Commissioner Duane Mitchell said the county received around $4.11 million in July from oil revenues, but its last check, received on Oct. 27, was just $1.25 million.

“We are down 75 percent of oil revenue money from the state, and that is oil produced in Richland County,” Mitchell told the Sidney Herald. “The oil we produced in the quarter we got paid for in July, we had about 46 percent of the oil (production wise). This one is 35 percent, so our production is down 10 percent. The total revenue is still far better than anyone else, but it’s down 75 percent.”

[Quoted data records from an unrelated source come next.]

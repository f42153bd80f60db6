use std::fmt;

#[derive(Clone, Debug, PartialEq)]
pub enum Error {
    InvalidTarget(String),
    CollectionFailure(String),
    TotalUndetermined(String),
    ZeroTotal(String),
    InvalidPercent(f64),
    Configuration(String),
}

impl fmt::Display for Error {
    fn fmt(&self, f: &mut fmt::Formatter<'_>) -> fmt::Result {
        match self {
            Error::InvalidTarget(target) => write!(f, "{} is not a valid directory.", target),
            Error::CollectionFailure(message) => write!(f, "error executing du: {}", message),
            Error::TotalUndetermined(target) => write!(
                f,
                "could not determine total size for the target directory '{}'.",
                target
            ),
            Error::ZeroTotal(target) => write!(
                f,
                "total size of '{}' is 0, percentages are undefined.",
                target
            ),
            Error::InvalidPercent(percent) => {
                write!(f, "percentage must be between 0 and 100, got {}", percent)
            }
            Error::Configuration(message) => write!(f, "configuration error: {}", message),
        }
    }
}

impl std::error::Error for Error {}
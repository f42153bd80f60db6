use std::collections::HashMap;

use log::debug;

pub mod collector;

/// Sizes reported by the disk-usage utility, keyed by the literal path it printed.
#[derive(Clone, Debug, Default, PartialEq)]
pub struct UsageTable {
    entries: HashMap<String, u64>,
    skipped: usize,
}

impl UsageTable {
    pub fn new() -> UsageTable {
        UsageTable {
            entries: HashMap::new(),
            skipped: 0,
        }
    }

    /// Parses lines of the form `<size><whitespace><path>`.
    ///
    /// Lines without a leading integer are skipped. Only the second token is
    /// used as the path, so paths containing whitespace are truncated. A later
    /// line for the same path overwrites an earlier one.
    pub fn parse(output: &str) -> UsageTable {
        let mut table = UsageTable::new();

        for line in output.lines().map(str::trim).filter(|l| !l.is_empty()) {
            let mut parts = line.split_whitespace();
            let (size, path) = match (parts.next(), parts.next()) {
                (Some(size), Some(path)) => (size, path),
                _ => {
                    table.skipped += 1;
                    continue;
                }
            };

            match size.parse::<u64>() {
                Ok(size) => table.insert(path, size),
                Err(_) => {
                    debug!("skipping unparsable du line: {}", line);
                    table.skipped += 1;
                }
            }
        }

        table
    }

    pub fn insert<S: Into<String>>(&mut self, path: S, size: u64) {
        self.entries.insert(path.into(), size);
    }

    #[cfg(test)]
    pub fn get(&self, path: &str) -> Option<u64> {
        self.entries.get(path).copied()
    }

    pub fn iter(&self) -> impl Iterator<Item = (&str, u64)> {
        self.entries.iter().map(|(path, size)| (path.as_str(), *size))
    }

    pub fn len(&self) -> usize {
        self.entries.len()
    }

    pub fn is_empty(&self) -> bool {
        self.entries.is_empty()
    }

    /// Number of lines that could not be parsed.
    pub fn skipped(&self) -> usize {
        self.skipped
    }
}
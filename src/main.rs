#[macro_use]
extern crate clap;
#[macro_use]
extern crate lazy_static;

use std::path::Path;
use std::process;

use clap::{Arg, ArgAction, ArgMatches, Command};
use log::{debug, error, LevelFilter};
use log4rs::{
    append::console::{ConsoleAppender, Target},
    config::{Appender, Config, Root},
    filter::threshold::ThresholdFilter,
};

mod configuration;
mod error;
mod formatter;
mod report;
mod usage;

use configuration::Configuration;
use error::Error;
use report::Report;
use usage::collector::{Collector, DuCollector};
use usage::UsageTable;

fn init_logging(level: LevelFilter) -> Result<(), String> {
    let stderr = ConsoleAppender::builder().target(Target::Stderr).build();

    let config = Config::builder()
        .appender(
            Appender::builder()
                .filter(Box::new(ThresholdFilter::new(level)))
                .build("stderr", Box::new(stderr)),
        )
        .build(Root::builder().appender("stderr").build(level))
        .map_err(|err| format!("{}", err))?;
    log4rs::init_config(config).map_err(|err| format!("{}", err))?;

    Ok(())
}

fn build_command() -> Command {
    Command::new("duim")
        .version(crate_version!())
        .author(crate_authors!())
        .about("DU Improved -- See Disk Usage Report with bar charts")
        .after_help("Copyright 2025")
        .arg(
            Arg::new("length")
                .short('l')
                .long("length")
                .value_name("LENGTH")
                .value_parser(value_parser!(usize))
                .help("Specify the length of the graph. Default is 20."),
        )
        .arg(
            Arg::new("human-readable")
                .short('H')
                .long("human-readable")
                .action(ArgAction::SetTrue)
                .help("print sizes in human readable format (e.g. 1K 23M 2G)"),
        )
        .arg(
            Arg::new("config")
                .short('c')
                .long("config")
                .value_name("FILE")
                .help("Specify a config file from where to read settings"),
        )
        .arg(
            Arg::new("verbose")
                .short('v')
                .long("verbose")
                .action(ArgAction::SetTrue)
                .help("print debug output to stderr"),
        )
        .arg(
            Arg::new("target")
                .value_name("TARGET")
                .help("The directory to scan."),
        )
}

/// Defaults, then the config file, then the command line.
fn get_configuration(matches: &ArgMatches) -> Result<Configuration, Error> {
    let mut configuration = Configuration::new();

    let config_file =
        Configuration::find_file(matches.get_one::<String>("config").map(String::as_str))?;
    if let Some(file) = config_file {
        configuration.load_file(&file)?;
    }

    if let Some(length) = matches.get_one::<usize>("length") {
        configuration.length = *length;
    }
    if matches.get_flag("human-readable") {
        configuration.human_readable = true;
    }
    if let Some(target) = matches.get_one::<String>("target") {
        configuration.target = target.clone();
    }

    Ok(configuration)
}

fn run(configuration: &Configuration, collector: &dyn Collector) -> Result<Report, Error> {
    if !Path::new(&configuration.target).is_dir() {
        return Err(Error::InvalidTarget(configuration.target.clone()));
    }

    let output = collector.collect(&configuration.target)?;
    let table = UsageTable::parse(&output);
    if table.is_empty() {
        debug!("du output contained no parsable lines");
    }
    debug!(
        "parsed {} du entries, skipped {} lines",
        table.len(),
        table.skipped()
    );

    Report::build(&table, configuration)
}

fn main() {
    let matches = build_command().get_matches();

    let level = if matches.get_flag("verbose") {
        LevelFilter::Debug
    } else {
        LevelFilter::Info
    };
    if let Err(why) = init_logging(level) {
        eprintln!("unable to initialize logging: {}", why);
    }

    let configuration = match get_configuration(&matches) {
        Ok(configuration) => configuration,
        Err(why) => {
            error!("Error: {}", why);
            process::exit(1);
        }
    };
    debug!("{:?}", configuration);

    let collector = DuCollector::new(configuration.du_program.as_str());
    match run(&configuration, &collector) {
        Ok(report) => println!("{}", report),
        Err(why) => {
            error!("Error: {}", why);
            process::exit(1);
        }
    }
}
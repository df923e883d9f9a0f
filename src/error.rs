// Error types for a submission attempt.
//
// `ValidationError` is raised before any network activity. `SubmitError`
// covers everything a submission can end with; each variant knows how to
// render itself as the Display State the user sees.

use crate::submission::DisplayState;
use thiserror::Error;

/// Prefix shown in front of every service or unexpected failure.
pub const FAILURE_PREFIX: &str = "❌ Erro ao processar a solicitação.";

/// Message used when the service fails with an empty body.
pub const SERVICE_FALLBACK: &str = "Erro ao consumir API";

/// The local input contract was violated. The `Display` text is exactly
/// what the user sees.
#[derive(Debug, Error, Clone, Copy, PartialEq, Eq)]
pub enum ValidationError {
    #[error("❌ Informe um texto OU envie um PDF.")]
    MissingInput,
    #[error("❌ Envie apenas TEXTO ou PDF, não os dois ao mesmo tempo.")]
    AmbiguousInput,
}

/// Everything a submission can fail with.
#[derive(Debug, Error, Clone, PartialEq, Eq)]
pub enum SubmitError {
    #[error(transparent)]
    Validation(#[from] ValidationError),

    /// The service answered with a non-success status. Holds the response
    /// body, or [`SERVICE_FALLBACK`] when the body was empty.
    #[error("{0}")]
    Service(String),

    /// Transport failure or an undecodable response.
    #[error("{0}")]
    Unexpected(String),

    /// Another submission is still pending on the same handler.
    #[error("a submission is already in progress")]
    Busy,
}

impl SubmitError {
    /// Build a `Service` error from a (possibly empty) response body.
    pub fn service(body: impl Into<String>) -> Self {
        let body = body.into();
        if body.is_empty() {
            SubmitError::Service(SERVICE_FALLBACK.to_string())
        } else {
            SubmitError::Service(body)
        }
    }

    pub fn unexpected(cause: impl std::fmt::Display) -> Self {
        SubmitError::Unexpected(cause.to_string())
    }

    /// Display State for this failure. `Busy` has none because the
    /// rejected activation must not overwrite the pending one.
    pub fn display_state(&self) -> Option<DisplayState> {
        match self {
            SubmitError::Validation(v) => Some(DisplayState::Failed(v.to_string())),
            SubmitError::Service(msg) | SubmitError::Unexpected(msg) => {
                Some(DisplayState::Failed(format!("{}\n\n{}", FAILURE_PREFIX, msg)))
            }
            SubmitError::Busy => None,
        }
    }
}
// Entrypoint for the CLI application.
// - With `--text` or `--file`, run a single submission and exit.
// - With `--health`, print the service health report and exit.
// - Otherwise hand an API client to the interactive menu.

use anyhow::{Context, Result};
use clap::Parser;
use mailclass_cli::api::ApiClient;
use mailclass_cli::config::Config;
use mailclass_cli::submission::{DisplayState, Handler};
use mailclass_cli::ui::{main_menu, run_once, TerminalDisplay};
use std::path::PathBuf;
use std::process::ExitCode;
use tracing_subscriber::EnvFilter;

#[derive(Parser, Debug)]
#[command(
    name = "mailclass",
    version,
    about = "Submit e-mail text or a PDF to the classification service"
)]
struct Cli {
    /// E-mail text to classify.
    #[arg(short, long)]
    text: Option<String>,

    /// PDF document to classify.
    #[arg(short, long)]
    file: Option<PathBuf>,

    /// Print the service health report and exit.
    #[arg(long)]
    health: bool,

    /// Base URL of the classification service [env: CLASSIFIER_API_URL].
    #[arg(long)]
    api_url: Option<String>,

    /// Path of the text classification endpoint [env: CLASSIFIER_TEXT_PATH].
    #[arg(long)]
    text_path: Option<String>,

    /// Path of the document classification endpoint [env: CLASSIFIER_PDF_PATH].
    #[arg(long)]
    pdf_path: Option<String>,
}

fn main() -> Result<ExitCode> {
    tracing_subscriber::fmt()
        .with_env_filter(EnvFilter::try_from_default_env().unwrap_or_else(|_| EnvFilter::new("warn")))
        .with_writer(std::io::stderr)
        .init();

    let cli = Cli::parse();
    let config = Config::from_env().with_overrides(cli.api_url, cli.text_path, cli.pdf_path);
    let api = ApiClient::new(config)?;

    if cli.health {
        let status = api.health().context("Health check failed")?;
        println!("{}", DisplayState::success(&status).render());
        return Ok(ExitCode::SUCCESS);
    }

    if cli.text.is_none() && cli.file.is_none() {
        main_menu(api)?;
        return Ok(ExitCode::SUCCESS);
    }

    let handler = Handler::new(api);
    let mut display = TerminalDisplay::default();
    let code = run_once(&handler, cli.text, cli.file.as_deref(), &mut display);
    Ok(ExitCode::from(code))
}
// Library root
// -----------
// This crate exposes a small library surface for the CLI. The binary
// (`main.rs`) uses these modules for both one-shot and interactive mode.
//
// Module responsibilities:
// - `config`: where the classification endpoints live.
// - `error`: validation and submission error types.
// - `submission`: form model, validation, Display State and the handler
//   that dispatches the text or file strategy.
// - `api`: HTTP interactions with the classification service.
// - `ui`: terminal menu and the terminal Display State writer.
pub mod api;
pub mod config;
pub mod error;
pub mod submission;
pub mod ui;

pub use api::{ApiClient, Classifier};
pub use config::Config;
pub use error::{SubmitError, ValidationError};
pub use submission::{DisplayState, DisplayWriter, Document, Form, Handler};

Mitchell said one thing many people might not realize is that many of the newer buildings that have gone up for community services, from fire halls to senior citizens and the fair grounds, have been paid for with this funding.

“This is going to really curb new construction for a while,” Mitchell said. “And we do use quite a bit of this money to backfill the budget, so we have to look really hard as to how we will face this deficit, as will everyone else. And the year is not yet over.”

The drop in oil revenue, however, is just part of the story when it comes to revenues that support county and state services, Mitchell pointed out.

“All the businesses are not making any money,” Mitchell said. “they are not earning because they don’t have any business. Everything is down.”

This is likely to mean significant cuts over the next year, Mitchell suggested.

“Somehow, some of the services are going to have to be cut, eliminated, or severely reduced in my opinion,” Mitchell said. “That will have an effect on everyone. The whole county. The road department, health department, all the other entities we have going. If the money isn’ there, you have to do something. It’s just like your house. You may have to eliminate the cable bill to keep food on the table.”

Mitchell said the current budget is in good shape, but that the lack of revenue going forward cannot help but affect the next fiscal year, which is just six to eight months away.

Richland County is not the only governmental entity that is feeling the pinch of depressed oil revenue.

Sidney’s Deputy Clerk Treasurer BreeAnn Shanks also reported a dramatic drop in oil revenue at the most recent city council meeting. Shanks said the city’s first oil payment in fiscal year 2020/21 was around $41,000, while the most current payment was $14,976.